ABA recommends the following tips to keep you safe online:

Keep your computers and mobile devices up to date. Having the latest security software, web browser, and operating system are the best defenses against viruses, malware, and other online threats. Turn on automatic updates so you receive the newest fixes as they become available.

Set strong passwords. A strong password is at least eight characters in length and includes a mix of upper and lowercase letters, numbers, and special characters.

Watch out for phishing scams. Phishing scams use fraudulent emails and websites to trick users into disclosing private account or login information. Do not click on links or open any attachments or pop-up screens from sources you are not familiar with. Forward phishing emails to the Federal Trade Commission (FTC) at This e-mail address is being protected from spam bots, you need JavaScript enabled to view it – and to the company, bank, or organization impersonated in the email.

Keep personal information personal. Hackers can use social media profiles to figure out your passwords and answer those security questions in the password reset tools. Lock down your privacy settings and avoid posting things like birthdays, addresses, mother’s maiden name, etc. Be wary of requests to connect from people you do not know.

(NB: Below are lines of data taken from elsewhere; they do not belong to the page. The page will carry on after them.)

impl Scheduler {
    pub fn new() -> Scheduler {
        Scheduler {
            inner: Mutex::new(SchedulerInner {
                streams: Vec::new(),
                cursor: 0,
            }),
        }
    }

    pub fn add_stream(&self, stream: Arc<Stream>) {
        self.inner.lock().unwrap().streams.push(stream);
    }

    pub fn stream_count(&self) -> usize {
        self.inner.lock().unwrap().streams.len()
    }

    /// Closes every send window, e.g. when global traffic is disabled
    /// or the owning interface went down.
    pub fn stop_windows(&self) {
        let inner = self.inner.lock().unwrap();
        for stream in &inner.streams {
            let mut tx = stream.tx.lock().unwrap();
            tx.send_window_packets = 0;
            tx.tokens = 0;
        }
    }

    /// Pulls the next due stream packet and hands its bytes to `emit`.
    /// Returns `false` when no stream owes a packet right now; the TX
    /// burst loop stops on that.
    pub fn send_iter<F>(&self, ctx: &Context, now: &Timestamp, mut emit: F) -> bool
        where F: FnMut(&[u8])
    {
        let mut inner = self.inner.lock().unwrap();
        let count = inner.streams.len();
        if count == 0 {
            return false;
        }
        for _ in 0..count {
            if inner.cursor >= count {
                inner.cursor = 0;
            }
            let stream = inner.streams[inner.cursor].clone();
            let mut tx = stream.tx.lock().unwrap();

            if stream.stop.load(Ordering::Relaxed) {
                tx.send_window_packets = 0;
                tx.tokens = 0;
                inner.cursor += 1;
                continue;
            }

            if tx.tokens == 0 {
                if !can_send(ctx, &stream, &mut tx) {
                    inner.cursor += 1;
                    continue;
                }
                if tx.buf.is_none() {
                    match build_template(ctx, &stream) {
                        Ok(template) => {
                            stream.tx_len.store(template.buf.len(), Ordering::Relaxed);
                            tx.len = template.buf.len();
                            tx.bbl_offset = template.bbl_offset;
                            tx.buf = Some(template.buf);
                        }
                        Err(e) => {
                            debug!("failed to build template for stream {}: {:?}",
                                   stream.config.name,
                                   e);
                            inner.cursor += 1;
                            continue;
                        }
                    }
                }
                if let Some(ref session) = stream.session {
                    let active = if stream.session_traffic {
                        session.session_traffic_active()
                    } else {
                        session.streams_active()
                    };
                    if !active {
                        tx.send_window_packets = 0;
                        inner.cursor += 1;
                        continue;
                    }
                }
                let packets_tx = stream.packets_tx.load(Ordering::Relaxed);
                tx.tokens =
                    send_window(&stream.config, &mut tx, packets_tx, now, ctx.io_stream_max_ppi());
                if tx.tokens == 0 {
                    inner.cursor += 1;
                    continue;
                }
            }

            // One packet out of the granted window.
            let flow_seq = tx.flow_seq;
            let bbl_offset = tx.bbl_offset;
            match tx.buf {
                Some(ref mut buf) => {
                    BblHeader::patch(&mut buf[bbl_offset..], flow_seq, now);
                    emit(&buf[..]);
                }
                None => {
                    inner.cursor += 1;
                    continue;
                }
            }
            tx.flow_seq += 1;
            tx.tokens -= 1;
            tx.send_window_packets += 1;
            stream.packets_tx.fetch_add(1, Ordering::Relaxed);
            if tx.tokens == 0 {
                inner.cursor += 1;
            }
            return true;
        }
        false
    }
}

#[cfg(test)]
mod tests {
    use super::*;
    use stream::StreamTxState;

    fn state() -> StreamTxState {
        StreamTxState {
            buf: None,
            len: 0,
            bbl_offset: 0,
            flow_seq: 1,
            send_window_start: Timestamp::default(),
            send_window_packets: 0,
            tokens: 0,
            wait: false,
            wait_start: Timestamp::default(),
        }
    }

    fn at(sec: u64, nsec: u32) -> Timestamp {
        Timestamp {
            sec: sec,
            nsec: nsec,
        }
    }

    #[test]
    fn first_call_opens_window_with_one_packet() {
        let config = StreamConfig {
            pps: 1000.0,
            ..StreamConfig::default()
        };
        let mut tx = state();
        let granted = send_window(&config, &mut tx, 0, &at(100, 0), 32);
        assert_eq!(granted, 1);
        assert_eq!(tx.send_window_start, at(100, 0));
    }

    #[test]
    fn window_drift_corrects_missed_ticks() {
        let config = StreamConfig {
            pps: 1000.0,
            ..StreamConfig::default()
        };
        let mut tx = state();
        send_window(&config, &mut tx, 0, &at(100, 0), 1000);
        tx.send_window_packets = 1;
        // 10 ms later 10 packets are expected in total.
        let granted = send_window(&config, &mut tx, 1, &at(100, 10_000_000), 1000);
        assert_eq!(granted, 9);
        // A stalled tick catches up but is clamped by max ppi.
        let granted = send_window(&config, &mut tx, 1, &at(100, 500_000_000), 32);
        assert_eq!(granted, 32);
    }

    #[test]
    fn window_grants_nothing_when_ahead() {
        let config = StreamConfig {
            pps: 10.0,
            ..StreamConfig::default()
        };
        let mut tx = state();
        send_window(&config, &mut tx, 0, &at(100, 0), 32);
        tx.send_window_packets = 5;
        // 100 ms in, only one packet was expected; we are ahead.
        let granted = send_window(&config, &mut tx, 5, &at(100, 100_000_000), 32);
        assert_eq!(granted, 0);
    }

    #[test]
    fn start_delay_uses_wait_window() {
        let config = StreamConfig {
            pps: 500.0,
            start_delay: 3,
            ..StreamConfig::default()
        };
        let mut tx = state();
        // First call only arms the wait window.
        assert_eq!(send_window(&config, &mut tx, 0, &at(10, 0), 32), 0);
        assert!(tx.wait);
        // Still waiting just before expiry.
        assert_eq!(send_window(&config, &mut tx, 0, &at(12, 999_999_999), 32), 0);
        // First packet on the first call at/after expiry.
        assert_eq!(send_window(&config, &mut tx, 0, &at(13, 0), 32), 1);
    }

    #[test]
    fn max_packets_is_exact() {
        let config = StreamConfig {
            pps: 1000.0,
            max_packets: 10,
            ..StreamConfig::default()
        };
        let mut tx = state();
        let mut sent = 0;
        let mut now = at(100, 0);
        for _ in 0..100 {
            let granted = send_window(&config, &mut tx, sent, &now, 32);
            sent += granted;
            tx.send_window_packets += granted;
            now.nsec += 50_000_000;
            if now.nsec >= 1_000_000_000 {
                now.nsec -= 1_000_000_000;
                now.sec += 1;
            }
        }
        assert_eq!(sent, 10);
    }
}
//! Per-interface I/O worker threads.
//!
//! At most one RX worker and several TX workers can drive a physical
//! port. Workers never take locks on the hot path beyond their own
//! uncontended stream/slot state; they poll their ring, nanosleep
//! briefly when idle and exit cooperatively when `active` drops.

use libc;

use std::mem;
use std::sync::atomic::{AtomicBool, Ordering};
use std::sync::{Arc, Mutex};
use std::thread;
use std::time::Duration;

use io::{IoDirection, IoHandle, IoStats};
use stack::{Context, Interface};
use stream::Scheduler;
use timer::Timestamp;
use txq::Txq;

/// Idle nanosleep between worker poll cycles.
const IDLE_SLEEP_NS: u32 = 10_000;

pub struct IoThread {
    pub name: String,
    pub direction: IoDirection,
    pub active: Arc<AtomicBool>,
    /// Redirect ring towards the main loop (ingress workers).
    pub txq: Arc<Txq>,
    pub stats: Arc<IoStats>,
    pub scheduler: Arc<Scheduler>,
    /// Sum of the configured pps of all streams assigned here, used to
    /// balance new streams across TX workers.
    pps_reserved: Mutex<f64>,
    cpu: Option<usize>,
    handle: Mutex<Option<thread::JoinHandle<()>>>,
}

impl IoThread {
    pub fn new(name: String,
               direction: IoDirection,
               txq_slots: usize,
               stats: Arc<IoStats>,
               scheduler: Arc<Scheduler>,
               cpu: Option<usize>)
               -> Arc<IoThread> {
        Arc::new(IoThread {
            name: name,
            direction: direction,
            active: Arc::new(AtomicBool::new(false)),
            txq: Arc::new(Txq::new(txq_slots)),
            stats: stats,
            scheduler: scheduler,
            pps_reserved: Mutex::new(0.0),
            cpu: cpu,
            handle: Mutex::new(None),
        })
    }

    pub fn pps_reserved(&self) -> f64 {
        *self.pps_reserved.lock().unwrap()
    }

    pub fn reserve_pps(&self, pps: f64) {
        *self.pps_reserved.lock().unwrap() += pps;
    }

    /// Moves the I/O handle into a fresh worker thread and starts its
    /// run loop.
    pub fn start(thread: &Arc<IoThread>,
                 ctx: Arc<Context>,
                 interface: Arc<Interface>,
                 mut io: IoHandle) {
        thread.active.store(true, Ordering::Relaxed);
        let worker = thread.clone();
        debug!("starting {} worker {}",
               match thread.direction {
                   IoDirection::Ingress => "rx",
                   IoDirection::Egress => "tx",
               },
               thread.name);
        let handle = thread::spawn(move || {
            if let Some(cpu) = worker.cpu {
                set_cpu_affinity(cpu);
            }
            match worker.direction {
                IoDirection::Ingress => run_rx(&ctx, &interface, &worker, &mut io),
                IoDirection::Egress => run_tx(&ctx, &interface, &worker, &mut io),
            }
            debug!("worker {} stopped", worker.name);
        });
        *thread.handle.lock().unwrap() = Some(handle);
    }

    /// Cooperative stop: the run loop observes the flag at the top of
    /// its next cycle. In-flight ring slots finish first.
    pub fn stop(&self) {
        self.active.store(false, Ordering::Relaxed);
    }

    pub fn join(&self) {
        if let Some(handle) = self.handle.lock().unwrap().take() {
            if handle.join().is_err() {
                error!("worker {} panicked", self.name);
            }
        }
    }
}

fn run_rx(ctx: &Context, interface: &Interface, thread: &IoThread, io: &mut IoHandle) {
    let idle = Duration::new(0, IDLE_SLEEP_NS);
    while thread.active.load(Ordering::Relaxed) {
        let timestamp = Timestamp::now();
        if !io.rx_once_thread(ctx, interface, &thread.txq, &timestamp) {
            thread::sleep(idle);
        }
    }
}

fn run_tx(ctx: &Context, interface: &Interface, thread: &IoThread, io: &mut IoHandle) {
    let idle = Duration::new(0, IDLE_SLEEP_NS);
    while thread.active.load(Ordering::Relaxed) {
        thread::sleep(idle);
        let now = Timestamp::now();
        io.tx_once(ctx, interface, &now);
    }
}

fn set_cpu_affinity(cpu: usize) {
    unsafe {
        let mut set: libc::cpu_set_t = mem::zeroed();
        libc::CPU_SET(cpu, &mut set);
        if libc::sched_setaffinity(0, mem::size_of::<libc::cpu_set_t>(), &set) != 0 {
            error!("failed to pin worker to cpu {}", cpu);
        }
    }
}
//! Timer root driving every paced activity in the emulator.
//!
//! All protocol work, rate jobs and main-thread I/O jobs are callbacks
//! registered here and fired from the main loop. Callbacks fired in
//! the same processing pass all observe one common timestamp, so a
//! burst of thousands of stream jobs agrees on "now". Ordering within
//! a pass is unspecified.

use libc;

use std::cmp::Ordering as CmpOrdering;
use std::collections::BinaryHeap;
use std::sync::Arc;
use std::sync::atomic::{AtomicBool, Ordering};
use std::time::{Duration, Instant};

/// A CLOCK_MONOTONIC timestamp. This is also the format embedded in
/// the test payload on transmit, so it is kept as naked seconds and
/// nanoseconds rather than an opaque `Instant`.
#[derive(Clone, Copy, Debug, Default, Eq, PartialEq)]
pub struct Timestamp {
    pub sec: u64,
    pub nsec: u32,
}

impl Timestamp {
    pub fn now() -> Timestamp {
        let mut ts = libc::timespec {
            tv_sec: 0,
            tv_nsec: 0,
        };
        unsafe {
            libc::clock_gettime(libc::CLOCK_MONOTONIC, &mut ts);
        }
        Timestamp {
            sec: ts.tv_sec as u64,
            nsec: ts.tv_nsec as u32,
        }
    }

    pub fn nanos(&self) -> u64 {
        self.sec * 1_000_000_000 + self.nsec as u64
    }

    /// Nanoseconds from `earlier` to `self`, zero if `earlier` is in
    /// fact later (clock skew between two hosts' monotonic clocks).
    pub fn saturating_nanos_since(&self, earlier: &Timestamp) -> u64 {
        self.nanos().saturating_sub(earlier.nanos())
    }

    /// Seconds from `earlier` to `self` as a double.
    pub fn secs_since(&self, earlier: &Timestamp) -> f64 {
        self.saturating_nanos_since(earlier) as f64 / 1_000_000_000.0
    }
}

/// Handle returned by the add functions. Dropping it does *not* cancel
/// the timer; call `cancel` to take the entry out of rotation.
#[derive(Clone)]
pub struct TimerHandle {
    cancelled: Arc<AtomicBool>,
}

impl TimerHandle {
    pub fn cancel(&self) {
        self.cancelled.store(true, Ordering::Relaxed);
    }
}

struct Entry {
    deadline: Instant,
    period: Option<Duration>,
    name: String,
    cancelled: Arc<AtomicBool>,
    job: Box<FnMut(&Timestamp) + Send>,
}

impl PartialEq for Entry {
    fn eq(&self, other: &Entry) -> bool {
        self.deadline == other.deadline
    }
}

impl Eq for Entry {}

impl PartialOrd for Entry {
    fn partial_cmp(&self, other: &Entry) -> Option<CmpOrdering> {
        Some(self.cmp(other))
    }
}

impl Ord for Entry {
    // Reversed so the `BinaryHeap` max-heap pops the earliest deadline.
    fn cmp(&self, other: &Entry) -> CmpOrdering {
        other.deadline.cmp(&self.deadline)
    }
}

/// Root of all periodic and one-shot timers. Owned and processed by
/// the main loop only.
pub struct TimerRoot {
    queue: BinaryHeap<Entry>,
}

impl TimerRoot {
    pub fn new() -> TimerRoot {
        TimerRoot { queue: BinaryHeap::new() }
    }

    /// Registers `job` to fire every `sec` seconds plus `nsec`
    /// nanoseconds, first firing one interval from now.
    pub fn add_periodic<F>(&mut self, name: &str, sec: u64, nsec: u32, job: F) -> TimerHandle
        where F: FnMut(&Timestamp) + Send + 'static
    {
        let period = Duration::new(sec, nsec);
        self.add(name, period, Some(period), job)
    }

    /// Registers `job` to fire once, `sec`+`nsec` from now.
    pub fn add_oneshot<F>(&mut self, name: &str, sec: u64, nsec: u32, job: F) -> TimerHandle
        where F: FnMut(&Timestamp) + Send + 'static
    {
        self.add(name, Duration::new(sec, nsec), None, job)
    }

    fn add<F>(&mut self,
              name: &str,
              delay: Duration,
              period: Option<Duration>,
              job: F)
              -> TimerHandle
        where F: FnMut(&Timestamp) + Send + 'static
    {
        let cancelled = Arc::new(AtomicBool::new(false));
        self.queue.push(Entry {
            deadline: Instant::now() + delay,
            period: period,
            name: name.to_owned(),
            cancelled: cancelled.clone(),
            job: Box::new(job),
        });
        TimerHandle { cancelled: cancelled }
    }

    /// Fires every due entry. The tick timestamp is captured once and
    /// shared by all callbacks of this pass. Returns the deadline of
    /// the next pending entry, if any.
    pub fn process(&mut self) -> Option<Instant> {
        let now = Instant::now();
        let timestamp = Timestamp::now();
        while let Some(entry) = self.queue.peek() {
            if entry.deadline > now {
                break;
            }
            let mut entry = self.queue.pop().unwrap();
            if entry.cancelled.load(Ordering::Relaxed) {
                trace!("timer {} cancelled", entry.name);
                continue;
            }
            (entry.job)(&timestamp);
            if let Some(period) = entry.period {
                let mut next = entry.deadline + period;
                if next <= now {
                    // Fell behind by more than a period. Catch up to
                    // wall time instead of firing an avalanche.
                    next = now + period;
                }
                entry.deadline = next;
                self.queue.push(entry);
            }
        }
        self.queue.peek().map(|entry| entry.deadline)
    }

    pub fn is_empty(&self) -> bool {
        self.queue.is_empty()
    }
}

Secure your internet connection. Always protect your home wireless network with a password. When connecting to public Wi-Fi networks, be cautious about what information you are sending over it.

Shop safely. Before shopping online, make sure the website uses secure technology. When you are at the checkout screen, verify that the web address begins with https. Also, check to see if a tiny locked padlock symbol appears on the page.

Read the site’s privacy policies. Though long and complex, privacy policies tell you how the site protects the personal information it collects. If you don’t see or understand a site’s privacy policy, consider doing business elsewhere.